=== Begin Enclosure ===
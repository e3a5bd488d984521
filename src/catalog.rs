use std::collections::HashMap;

use log::{debug, info, warn};
use serde::de::DeserializeOwned;
use serde_json::Value;

use crate::clients::{
    CallKey, CatalogApi, ResponseCache,
    entities::{Album, AlbumRecord, ArtistRecord, Page, Track, TrackRecord, bare_id},
    errors::{Error, Result},
};

/// Case-insensitive substring blacklist for album and track names
#[derive(Debug, Clone, Default)]
pub struct Blacklist {
    words: Vec<String>,
}

impl Blacklist {
    pub fn new<I, S>(words: I) -> Self
    where
        I: IntoIterator<Item = S>,
        S: AsRef<str>,
    {
        let words = words
            .into_iter()
            .map(|w| w.as_ref().to_lowercase())
            .filter(|w| !w.is_empty())
            .collect();
        Blacklist { words }
    }

    pub fn matches(&self, name: &str) -> bool {
        let name = name.to_lowercase();
        self.words.iter().any(|word| name.contains(word.as_str()))
    }
}

/// Insertion-ordered table keyed by identifier.
///
/// Inserting an existing key replaces the value but keeps its original slot.
#[derive(Debug, Clone)]
pub struct Table<T> {
    index: HashMap<String, usize>,
    entries: Vec<T>,
}

impl<T> Default for Table<T> {
    fn default() -> Self {
        Table {
            index: HashMap::new(),
            entries: Vec::new(),
        }
    }
}

impl<T> Table<T> {
    pub fn new() -> Self {
        Self::default()
    }

    /// Returns the replaced value when `id` was already present
    pub fn insert(&mut self, id: String, value: T) -> Option<T> {
        match self.index.get(&id) {
            Some(&slot) => Some(std::mem::replace(&mut self.entries[slot], value)),
            None => {
                self.index.insert(id, self.entries.len());
                self.entries.push(value);
                None
            }
        }
    }

    pub fn get(&self, id: &str) -> Option<&T> {
        self.index.get(id).map(|&slot| &self.entries[slot])
    }

    pub fn len(&self) -> usize {
        self.entries.len()
    }

    pub fn is_empty(&self) -> bool {
        self.entries.is_empty()
    }

    pub fn iter(&self) -> std::slice::Iter<'_, T> {
        self.entries.iter()
    }
}

impl<'a, T> IntoIterator for &'a Table<T> {
    type Item = &'a T;
    type IntoIter = std::slice::Iter<'a, T>;

    fn into_iter(self) -> Self::IntoIter {
        self.entries.iter()
    }
}

/// Everything fetched for one artist
#[derive(Debug, Clone, Default)]
pub struct Catalog {
    pub artist_name: String,
    pub albums: Table<Album>,
    pub tracks: Table<Track>,
}

/// Listing parameters for the remote reads
#[derive(Debug, Clone)]
pub struct FetchOptions {
    pub album_type: String,
    pub page_limit: u32,
}

impl Default for FetchOptions {
    fn default() -> Self {
        FetchOptions {
            album_type: "album".to_string(),
            page_limit: 50,
        }
    }
}

/// Walks artist -> albums -> tracks -> audio features, reading through the cache
pub struct CatalogFetcher<'a, C> {
    api: &'a C,
    cache: &'a ResponseCache,
    blacklist: &'a Blacklist,
    options: FetchOptions,
}

impl<'a, C: CatalogApi> CatalogFetcher<'a, C> {
    pub fn new(
        api: &'a C,
        cache: &'a ResponseCache,
        blacklist: &'a Blacklist,
        options: FetchOptions,
    ) -> Self {
        CatalogFetcher {
            api,
            cache,
            blacklist,
            options,
        }
    }

    pub async fn get_artist(&self, artist_id: &str) -> Result<Value> {
        let key = CallKey::new(format!("spotify:artist:{artist_id}"));
        self.cache
            .cached(&key, || self.api.get_artist(artist_id))
            .await
    }

    pub async fn get_artist_albums(&self, artist_id: &str) -> Result<Value> {
        let FetchOptions {
            album_type,
            page_limit,
        } = &self.options;
        let key = CallKey::new(format!("spotify:artist:{artist_id}"))
            .kwarg("album_type", album_type.as_str())
            .kwarg("limit", *page_limit);
        self.cache
            .cached(&key, || {
                self.api
                    .get_artist_albums(artist_id, album_type, *page_limit)
            })
            .await
    }

    pub async fn get_album_tracks(&self, album_id: &str) -> Result<Value> {
        let limit = self.options.page_limit;
        let key = CallKey::new(format!("spotify:album:{album_id}")).kwarg("limit", limit);
        self.cache
            .cached(&key, || self.api.get_album_tracks(album_id, limit))
            .await
    }

    pub async fn get_track_features(&self, track_id: &str) -> Result<Value> {
        let key = CallKey::new(format!("spotify:track:{track_id}"));
        self.cache
            .cached(&key, || self.api.get_audio_features(track_id))
            .await
    }

    pub async fn fetch(&self, artist_id: &str) -> Result<Catalog> {
        let artist: ArtistRecord = decode(self.get_artist(artist_id).await?, "artist")?;
        info!("==> Found artist: {}", artist.name);

        let listing: Page<AlbumRecord> =
            decode(self.get_artist_albums(artist_id).await?, "album listing")?;
        info!("==> Found {} albums:", listing.items.len());

        let mut albums = Table::new();
        for (album_number, record) in listing.items.into_iter().enumerate() {
            if self.blacklist.matches(&record.name) {
                debug!("Skipping blacklisted album {}", record.name);
                continue;
            }
            let Some(id) = record.id.as_deref().map(bare_id) else {
                warn!("Album {} has no identifier, skipping", record.name);
                continue;
            };
            info!("\t{}", record.name);
            let album = Album {
                id: id.to_string(),
                name: record.name,
                album_number,
            };
            albums.insert(album.id.clone(), album);
        }

        let mut tracks = Table::new();
        for album in &albums {
            self.fetch_album_tracks(album, &mut tracks).await?;
        }

        Ok(Catalog {
            artist_name: artist.name,
            albums,
            tracks,
        })
    }

    async fn fetch_album_tracks(&self, album: &Album, tracks: &mut Table<Track>) -> Result<()> {
        let listing: Page<TrackRecord> =
            decode(self.get_album_tracks(&album.id).await?, "track listing")?;
        info!(
            "==> Found {} tracks on album <{}>:",
            listing.items.len(),
            album.name
        );

        for (track_number, record) in listing.items.into_iter().enumerate() {
            if self.blacklist.matches(&record.name) {
                debug!("Skipping blacklisted track {}", record.name);
                continue;
            }
            // Local files carry no identifier and cannot be added to playlists
            let Some(id) = record.id.as_deref().map(bare_id) else {
                warn!("Track {} has no identifier, skipping", record.name);
                continue;
            };
            info!("\t{} - {}", album.name, record.name);

            let track = Track {
                id: id.to_string(),
                name: record.name,
                duration_ms: record.duration_ms,
                track_number,
                album: album.clone(),
                features: self.get_track_features(id).await?,
            };
            if let Some(previous) = tracks.insert(track.id.clone(), track) {
                warn!(
                    "Track {} appears on several albums, keeping the one from <{}> (was <{}>)",
                    previous.id, album.name, previous.album.name
                );
            }
        }
        Ok(())
    }
}

fn decode<T: DeserializeOwned>(value: Value, what: &str) -> Result<T> {
    serde_json::from_value(value)
        .map_err(|e| Error::UnexpectedResponse(format!("Malformed {what}: {e}")))
}

#[cfg(test)]
mod tests {
    use super::*;

    #[test]
    fn blacklist_is_case_insensitive_substring() {
        let blacklist = Blacklist::new(["Live", "remix"]);
        assert!(blacklist.matches("Alive (LIVE at Wembley)"));
        assert!(blacklist.matches("Song - Club Remix"));
        assert!(blacklist.matches("deliver"));
        assert!(!blacklist.matches("Studio Version"));
    }

    #[test]
    fn empty_blacklist_matches_nothing() {
        assert!(!Blacklist::default().matches("anything"));
        assert!(!Blacklist::new([""]).matches("anything"));
    }

    #[test]
    fn table_keeps_first_slot_and_last_value() {
        let mut table = Table::new();
        assert!(table.insert("a".into(), 1).is_none());
        assert!(table.insert("b".into(), 2).is_none());
        assert_eq!(table.insert("a".into(), 3), Some(1));

        assert_eq!(table.len(), 2);
        assert_eq!(table.iter().copied().collect::<Vec<_>>(), vec![3, 2]);
        assert_eq!(table.get("a"), Some(&3));
        assert_eq!(table.get("missing"), None);
    }
}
=== End Enclosure ===
- What you are asked to do -
Word for word, restate the lines above from the line containing "tracks on album" through the line containing "previous.id, album.name, previous.album.name", with both included and nothing else.

- Response below -
            "==> Found {} tracks on album <{}>:",
            listing.items.len(),
            album.name
        );

        for (track_number, record) in listing.items.into_iter().enumerate() {
            if self.blacklist.matches(&record.name) {
                debug!("Skipping blacklisted track {}", record.name);
                continue;
            }
            // Local files carry no identifier and cannot be added to playlists
            let Some(id) = record.id.as_deref().map(bare_id) else {
                warn!("Track {} has no identifier, skipping", record.name);
                continue;
            };
            info!("\t{} - {}", album.name, record.name);

            let track = Track {
                id: id.to_string(),
                name: record.name,
                duration_ms: record.duration_ms,
                track_number,
                album: album.clone(),
                features: self.get_track_features(id).await?,
            };
            if let Some(previous) = tracks.insert(track.id.clone(), track) {
                warn!(
                    "Track {} appears on several albums, keeping the one from <{}> (was <{}>)",
                    previous.id, album.name, previous.album.name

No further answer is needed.